##### Supplied information

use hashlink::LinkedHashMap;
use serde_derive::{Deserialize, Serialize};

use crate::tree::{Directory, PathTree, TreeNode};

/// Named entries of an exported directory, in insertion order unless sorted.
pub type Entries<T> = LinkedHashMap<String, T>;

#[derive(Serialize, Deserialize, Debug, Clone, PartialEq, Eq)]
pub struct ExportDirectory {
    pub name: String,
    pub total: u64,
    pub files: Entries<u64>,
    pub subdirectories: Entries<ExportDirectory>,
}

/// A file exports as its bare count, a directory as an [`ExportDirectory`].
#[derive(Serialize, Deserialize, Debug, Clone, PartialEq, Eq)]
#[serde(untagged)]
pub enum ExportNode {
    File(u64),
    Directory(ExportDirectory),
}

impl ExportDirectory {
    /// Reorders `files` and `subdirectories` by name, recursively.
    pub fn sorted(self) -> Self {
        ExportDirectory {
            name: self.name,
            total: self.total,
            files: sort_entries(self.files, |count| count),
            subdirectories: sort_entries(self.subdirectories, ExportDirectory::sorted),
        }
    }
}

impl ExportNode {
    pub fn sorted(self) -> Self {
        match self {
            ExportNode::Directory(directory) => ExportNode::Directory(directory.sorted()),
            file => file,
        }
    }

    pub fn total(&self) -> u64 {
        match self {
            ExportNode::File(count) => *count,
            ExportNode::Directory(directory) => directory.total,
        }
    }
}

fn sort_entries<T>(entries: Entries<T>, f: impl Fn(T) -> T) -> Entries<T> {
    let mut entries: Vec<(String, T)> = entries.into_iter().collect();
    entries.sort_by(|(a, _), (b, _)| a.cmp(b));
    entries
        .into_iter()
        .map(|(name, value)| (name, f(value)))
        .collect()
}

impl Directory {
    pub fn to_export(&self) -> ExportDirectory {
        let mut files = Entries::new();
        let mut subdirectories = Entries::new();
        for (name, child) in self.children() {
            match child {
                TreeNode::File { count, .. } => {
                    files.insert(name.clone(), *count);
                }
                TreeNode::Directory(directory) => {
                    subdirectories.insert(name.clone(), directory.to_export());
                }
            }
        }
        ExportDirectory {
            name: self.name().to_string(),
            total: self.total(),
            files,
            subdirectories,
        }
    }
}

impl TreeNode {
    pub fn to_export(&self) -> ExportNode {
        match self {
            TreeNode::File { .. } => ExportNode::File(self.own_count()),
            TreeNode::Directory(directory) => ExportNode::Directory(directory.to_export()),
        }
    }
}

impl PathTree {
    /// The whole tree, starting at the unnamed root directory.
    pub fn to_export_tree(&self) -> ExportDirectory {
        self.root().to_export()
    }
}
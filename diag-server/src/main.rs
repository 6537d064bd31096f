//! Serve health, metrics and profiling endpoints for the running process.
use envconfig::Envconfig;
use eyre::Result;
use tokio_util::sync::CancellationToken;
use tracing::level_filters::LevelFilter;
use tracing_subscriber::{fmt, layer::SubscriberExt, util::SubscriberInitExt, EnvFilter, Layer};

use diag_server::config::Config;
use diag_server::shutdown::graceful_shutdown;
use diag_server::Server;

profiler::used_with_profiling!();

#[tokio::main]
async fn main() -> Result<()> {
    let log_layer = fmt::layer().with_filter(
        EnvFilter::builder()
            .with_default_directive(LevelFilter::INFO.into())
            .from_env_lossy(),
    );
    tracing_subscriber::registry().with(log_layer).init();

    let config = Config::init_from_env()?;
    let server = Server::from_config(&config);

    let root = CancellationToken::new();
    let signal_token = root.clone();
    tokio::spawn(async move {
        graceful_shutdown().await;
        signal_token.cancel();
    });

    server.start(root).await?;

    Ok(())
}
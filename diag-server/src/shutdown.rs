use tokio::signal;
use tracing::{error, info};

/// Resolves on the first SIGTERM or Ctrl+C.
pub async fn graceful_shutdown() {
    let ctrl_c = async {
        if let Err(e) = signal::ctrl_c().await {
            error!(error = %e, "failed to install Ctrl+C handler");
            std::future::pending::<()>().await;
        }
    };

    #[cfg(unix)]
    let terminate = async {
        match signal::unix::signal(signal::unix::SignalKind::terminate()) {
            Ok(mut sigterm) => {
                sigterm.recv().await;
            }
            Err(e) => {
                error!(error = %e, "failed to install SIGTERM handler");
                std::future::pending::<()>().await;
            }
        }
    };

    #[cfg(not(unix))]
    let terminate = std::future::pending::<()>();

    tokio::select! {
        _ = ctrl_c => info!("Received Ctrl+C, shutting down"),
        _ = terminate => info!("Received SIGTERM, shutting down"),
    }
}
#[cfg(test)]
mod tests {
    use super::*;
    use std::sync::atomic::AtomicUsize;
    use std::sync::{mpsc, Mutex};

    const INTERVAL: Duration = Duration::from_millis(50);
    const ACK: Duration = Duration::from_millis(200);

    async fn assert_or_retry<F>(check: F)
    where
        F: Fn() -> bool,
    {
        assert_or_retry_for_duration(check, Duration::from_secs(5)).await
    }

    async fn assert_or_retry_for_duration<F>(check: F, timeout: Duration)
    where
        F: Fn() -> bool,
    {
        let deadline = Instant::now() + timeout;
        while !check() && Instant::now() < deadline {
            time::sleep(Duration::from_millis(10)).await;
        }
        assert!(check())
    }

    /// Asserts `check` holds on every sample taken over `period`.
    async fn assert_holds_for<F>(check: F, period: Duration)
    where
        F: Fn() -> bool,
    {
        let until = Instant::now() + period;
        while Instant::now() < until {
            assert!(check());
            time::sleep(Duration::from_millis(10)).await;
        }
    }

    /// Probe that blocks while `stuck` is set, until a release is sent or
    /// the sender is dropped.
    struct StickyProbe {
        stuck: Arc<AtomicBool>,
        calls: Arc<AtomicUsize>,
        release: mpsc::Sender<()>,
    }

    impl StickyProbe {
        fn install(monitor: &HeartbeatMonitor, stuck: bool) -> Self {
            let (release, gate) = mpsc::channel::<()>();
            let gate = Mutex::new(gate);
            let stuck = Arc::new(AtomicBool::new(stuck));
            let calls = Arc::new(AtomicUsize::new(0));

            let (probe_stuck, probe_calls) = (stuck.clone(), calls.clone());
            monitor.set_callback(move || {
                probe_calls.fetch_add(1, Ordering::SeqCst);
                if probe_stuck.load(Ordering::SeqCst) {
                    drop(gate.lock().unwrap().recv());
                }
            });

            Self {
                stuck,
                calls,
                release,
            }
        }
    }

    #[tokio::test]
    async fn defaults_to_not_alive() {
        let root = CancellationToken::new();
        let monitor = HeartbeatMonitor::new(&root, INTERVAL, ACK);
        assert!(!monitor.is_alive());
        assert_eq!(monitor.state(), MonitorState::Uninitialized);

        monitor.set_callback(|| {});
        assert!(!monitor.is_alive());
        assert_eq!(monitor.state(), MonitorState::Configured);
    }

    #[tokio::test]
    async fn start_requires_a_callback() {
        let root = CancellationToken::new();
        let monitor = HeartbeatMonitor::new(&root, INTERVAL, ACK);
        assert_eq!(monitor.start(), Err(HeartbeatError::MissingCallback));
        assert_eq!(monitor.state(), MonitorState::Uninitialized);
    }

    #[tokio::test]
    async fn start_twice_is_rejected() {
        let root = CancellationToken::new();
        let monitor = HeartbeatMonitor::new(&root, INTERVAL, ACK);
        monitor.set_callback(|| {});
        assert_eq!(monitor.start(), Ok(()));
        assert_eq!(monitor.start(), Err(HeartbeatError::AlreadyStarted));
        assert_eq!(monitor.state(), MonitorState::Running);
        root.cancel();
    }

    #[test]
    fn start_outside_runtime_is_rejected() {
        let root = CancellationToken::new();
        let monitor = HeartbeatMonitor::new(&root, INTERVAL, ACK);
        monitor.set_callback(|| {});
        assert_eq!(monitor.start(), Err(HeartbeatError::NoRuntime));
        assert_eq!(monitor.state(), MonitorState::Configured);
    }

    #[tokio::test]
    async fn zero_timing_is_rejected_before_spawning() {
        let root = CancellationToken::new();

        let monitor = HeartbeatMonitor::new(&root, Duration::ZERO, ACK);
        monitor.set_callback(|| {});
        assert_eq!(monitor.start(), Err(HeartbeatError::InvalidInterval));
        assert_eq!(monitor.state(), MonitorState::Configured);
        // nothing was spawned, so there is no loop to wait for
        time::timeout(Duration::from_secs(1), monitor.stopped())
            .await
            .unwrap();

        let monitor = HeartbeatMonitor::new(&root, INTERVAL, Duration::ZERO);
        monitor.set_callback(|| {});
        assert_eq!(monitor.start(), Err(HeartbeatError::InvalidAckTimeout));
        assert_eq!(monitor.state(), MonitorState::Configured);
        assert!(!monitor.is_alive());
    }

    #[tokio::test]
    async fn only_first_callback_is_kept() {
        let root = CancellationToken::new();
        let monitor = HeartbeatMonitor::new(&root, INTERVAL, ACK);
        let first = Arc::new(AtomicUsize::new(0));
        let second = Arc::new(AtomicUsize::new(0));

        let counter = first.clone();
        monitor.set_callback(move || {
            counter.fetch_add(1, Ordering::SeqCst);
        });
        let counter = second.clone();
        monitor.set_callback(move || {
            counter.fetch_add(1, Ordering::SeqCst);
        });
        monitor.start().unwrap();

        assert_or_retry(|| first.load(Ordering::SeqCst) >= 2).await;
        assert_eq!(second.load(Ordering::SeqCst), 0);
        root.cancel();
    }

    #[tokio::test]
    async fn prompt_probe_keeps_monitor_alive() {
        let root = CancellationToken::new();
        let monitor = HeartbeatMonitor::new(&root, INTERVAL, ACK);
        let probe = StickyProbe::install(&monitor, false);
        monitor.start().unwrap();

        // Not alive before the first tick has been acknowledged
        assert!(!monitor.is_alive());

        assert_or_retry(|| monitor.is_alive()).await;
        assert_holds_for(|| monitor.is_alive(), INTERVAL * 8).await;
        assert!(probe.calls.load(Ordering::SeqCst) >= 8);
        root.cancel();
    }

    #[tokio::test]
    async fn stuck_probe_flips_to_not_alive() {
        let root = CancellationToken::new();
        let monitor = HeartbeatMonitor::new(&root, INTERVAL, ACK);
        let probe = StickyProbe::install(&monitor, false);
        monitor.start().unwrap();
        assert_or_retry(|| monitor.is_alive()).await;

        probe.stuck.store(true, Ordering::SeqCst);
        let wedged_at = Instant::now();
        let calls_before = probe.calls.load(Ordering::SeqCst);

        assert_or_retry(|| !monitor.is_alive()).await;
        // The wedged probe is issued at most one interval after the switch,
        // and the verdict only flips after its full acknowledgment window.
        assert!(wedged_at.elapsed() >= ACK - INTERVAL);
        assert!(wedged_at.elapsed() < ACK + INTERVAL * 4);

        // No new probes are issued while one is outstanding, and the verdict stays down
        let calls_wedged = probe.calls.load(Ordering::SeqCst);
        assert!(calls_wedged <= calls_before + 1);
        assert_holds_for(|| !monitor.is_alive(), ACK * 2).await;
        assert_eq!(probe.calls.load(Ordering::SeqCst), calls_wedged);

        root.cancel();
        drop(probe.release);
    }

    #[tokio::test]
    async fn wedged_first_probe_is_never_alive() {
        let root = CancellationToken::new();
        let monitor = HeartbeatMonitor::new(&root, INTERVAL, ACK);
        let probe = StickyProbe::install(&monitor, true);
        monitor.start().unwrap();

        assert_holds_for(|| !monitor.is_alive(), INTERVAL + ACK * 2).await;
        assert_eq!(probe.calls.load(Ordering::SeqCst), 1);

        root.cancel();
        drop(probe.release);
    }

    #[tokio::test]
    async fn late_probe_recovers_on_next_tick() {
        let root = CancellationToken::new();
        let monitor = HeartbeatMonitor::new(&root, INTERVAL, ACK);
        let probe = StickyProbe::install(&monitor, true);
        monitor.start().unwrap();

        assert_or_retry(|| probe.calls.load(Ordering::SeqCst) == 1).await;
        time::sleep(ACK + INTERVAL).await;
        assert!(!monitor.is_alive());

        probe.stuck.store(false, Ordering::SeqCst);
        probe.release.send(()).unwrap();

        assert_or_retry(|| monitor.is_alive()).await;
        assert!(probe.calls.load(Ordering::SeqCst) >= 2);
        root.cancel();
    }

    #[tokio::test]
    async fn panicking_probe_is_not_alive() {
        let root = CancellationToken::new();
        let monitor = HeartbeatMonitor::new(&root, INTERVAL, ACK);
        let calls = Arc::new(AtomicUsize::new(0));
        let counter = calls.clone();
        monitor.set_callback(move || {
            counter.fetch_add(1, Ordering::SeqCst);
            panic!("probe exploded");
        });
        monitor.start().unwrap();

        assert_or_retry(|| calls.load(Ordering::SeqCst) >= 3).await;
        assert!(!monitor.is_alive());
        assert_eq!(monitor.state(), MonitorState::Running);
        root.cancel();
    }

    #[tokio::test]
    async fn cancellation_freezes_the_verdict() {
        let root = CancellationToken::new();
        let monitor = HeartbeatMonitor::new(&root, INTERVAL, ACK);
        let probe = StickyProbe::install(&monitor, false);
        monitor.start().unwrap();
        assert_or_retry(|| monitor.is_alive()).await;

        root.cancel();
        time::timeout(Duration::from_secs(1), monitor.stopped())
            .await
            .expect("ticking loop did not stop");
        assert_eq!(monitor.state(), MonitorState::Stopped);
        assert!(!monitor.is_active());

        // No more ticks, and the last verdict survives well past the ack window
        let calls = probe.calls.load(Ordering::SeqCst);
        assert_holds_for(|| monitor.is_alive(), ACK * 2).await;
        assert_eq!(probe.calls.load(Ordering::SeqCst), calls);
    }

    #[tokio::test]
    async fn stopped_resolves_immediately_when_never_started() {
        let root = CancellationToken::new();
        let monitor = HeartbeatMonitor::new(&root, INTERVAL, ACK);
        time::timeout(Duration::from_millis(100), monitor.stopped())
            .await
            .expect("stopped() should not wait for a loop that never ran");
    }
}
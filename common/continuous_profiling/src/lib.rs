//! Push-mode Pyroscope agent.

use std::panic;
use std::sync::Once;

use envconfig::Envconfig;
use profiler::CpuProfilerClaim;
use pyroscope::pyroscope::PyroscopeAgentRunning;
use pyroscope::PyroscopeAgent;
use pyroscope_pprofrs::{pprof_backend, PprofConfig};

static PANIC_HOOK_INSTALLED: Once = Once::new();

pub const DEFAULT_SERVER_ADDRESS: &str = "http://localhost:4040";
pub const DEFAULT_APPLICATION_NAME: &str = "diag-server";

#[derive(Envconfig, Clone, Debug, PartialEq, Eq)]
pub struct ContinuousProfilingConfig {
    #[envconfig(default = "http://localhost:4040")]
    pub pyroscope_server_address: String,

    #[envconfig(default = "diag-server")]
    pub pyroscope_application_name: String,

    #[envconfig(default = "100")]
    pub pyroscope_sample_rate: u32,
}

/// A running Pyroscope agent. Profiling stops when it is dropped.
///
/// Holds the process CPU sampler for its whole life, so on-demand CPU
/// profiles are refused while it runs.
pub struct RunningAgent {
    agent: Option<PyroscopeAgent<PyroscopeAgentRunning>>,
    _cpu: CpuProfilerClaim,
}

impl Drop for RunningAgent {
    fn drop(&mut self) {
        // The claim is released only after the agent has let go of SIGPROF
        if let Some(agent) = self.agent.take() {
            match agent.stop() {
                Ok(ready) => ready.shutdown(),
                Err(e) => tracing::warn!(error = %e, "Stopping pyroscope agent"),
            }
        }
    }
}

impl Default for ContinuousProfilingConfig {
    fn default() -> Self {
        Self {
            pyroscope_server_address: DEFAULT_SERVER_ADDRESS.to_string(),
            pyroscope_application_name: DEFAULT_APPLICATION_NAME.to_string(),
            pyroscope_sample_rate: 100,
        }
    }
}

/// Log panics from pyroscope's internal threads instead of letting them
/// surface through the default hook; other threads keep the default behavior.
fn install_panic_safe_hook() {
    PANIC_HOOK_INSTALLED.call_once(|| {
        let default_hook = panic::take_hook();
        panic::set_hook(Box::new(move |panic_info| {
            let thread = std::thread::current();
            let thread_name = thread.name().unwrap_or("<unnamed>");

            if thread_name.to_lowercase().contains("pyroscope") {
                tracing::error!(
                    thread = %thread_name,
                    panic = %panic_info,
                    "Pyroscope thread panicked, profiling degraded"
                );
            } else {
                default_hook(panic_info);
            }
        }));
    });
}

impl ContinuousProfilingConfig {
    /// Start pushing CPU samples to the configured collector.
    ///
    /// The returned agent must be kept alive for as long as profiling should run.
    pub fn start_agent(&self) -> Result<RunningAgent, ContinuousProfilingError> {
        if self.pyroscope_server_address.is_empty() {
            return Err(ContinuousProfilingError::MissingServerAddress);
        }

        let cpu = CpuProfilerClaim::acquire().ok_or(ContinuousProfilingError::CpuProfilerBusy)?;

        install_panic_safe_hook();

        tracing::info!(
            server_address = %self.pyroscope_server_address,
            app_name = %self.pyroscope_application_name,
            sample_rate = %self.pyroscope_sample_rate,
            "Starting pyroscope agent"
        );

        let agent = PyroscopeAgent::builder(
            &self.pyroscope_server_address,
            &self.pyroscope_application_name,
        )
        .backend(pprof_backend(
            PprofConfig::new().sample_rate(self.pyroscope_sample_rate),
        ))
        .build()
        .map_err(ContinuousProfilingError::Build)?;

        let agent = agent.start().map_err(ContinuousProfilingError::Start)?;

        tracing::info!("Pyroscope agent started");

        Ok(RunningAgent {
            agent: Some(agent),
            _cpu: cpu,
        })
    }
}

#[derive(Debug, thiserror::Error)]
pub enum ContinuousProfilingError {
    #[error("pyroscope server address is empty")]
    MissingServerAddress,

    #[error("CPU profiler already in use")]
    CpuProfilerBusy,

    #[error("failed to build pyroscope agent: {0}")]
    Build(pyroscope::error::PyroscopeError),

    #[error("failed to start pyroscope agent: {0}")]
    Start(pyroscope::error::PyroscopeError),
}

##########

_Instructions for the task_: What lines in the data hold the word "dropped"? Return them.

_Response_:
    /// the sender is dropped.
/// A running Pyroscope agent. Profiling stops when it is dropped.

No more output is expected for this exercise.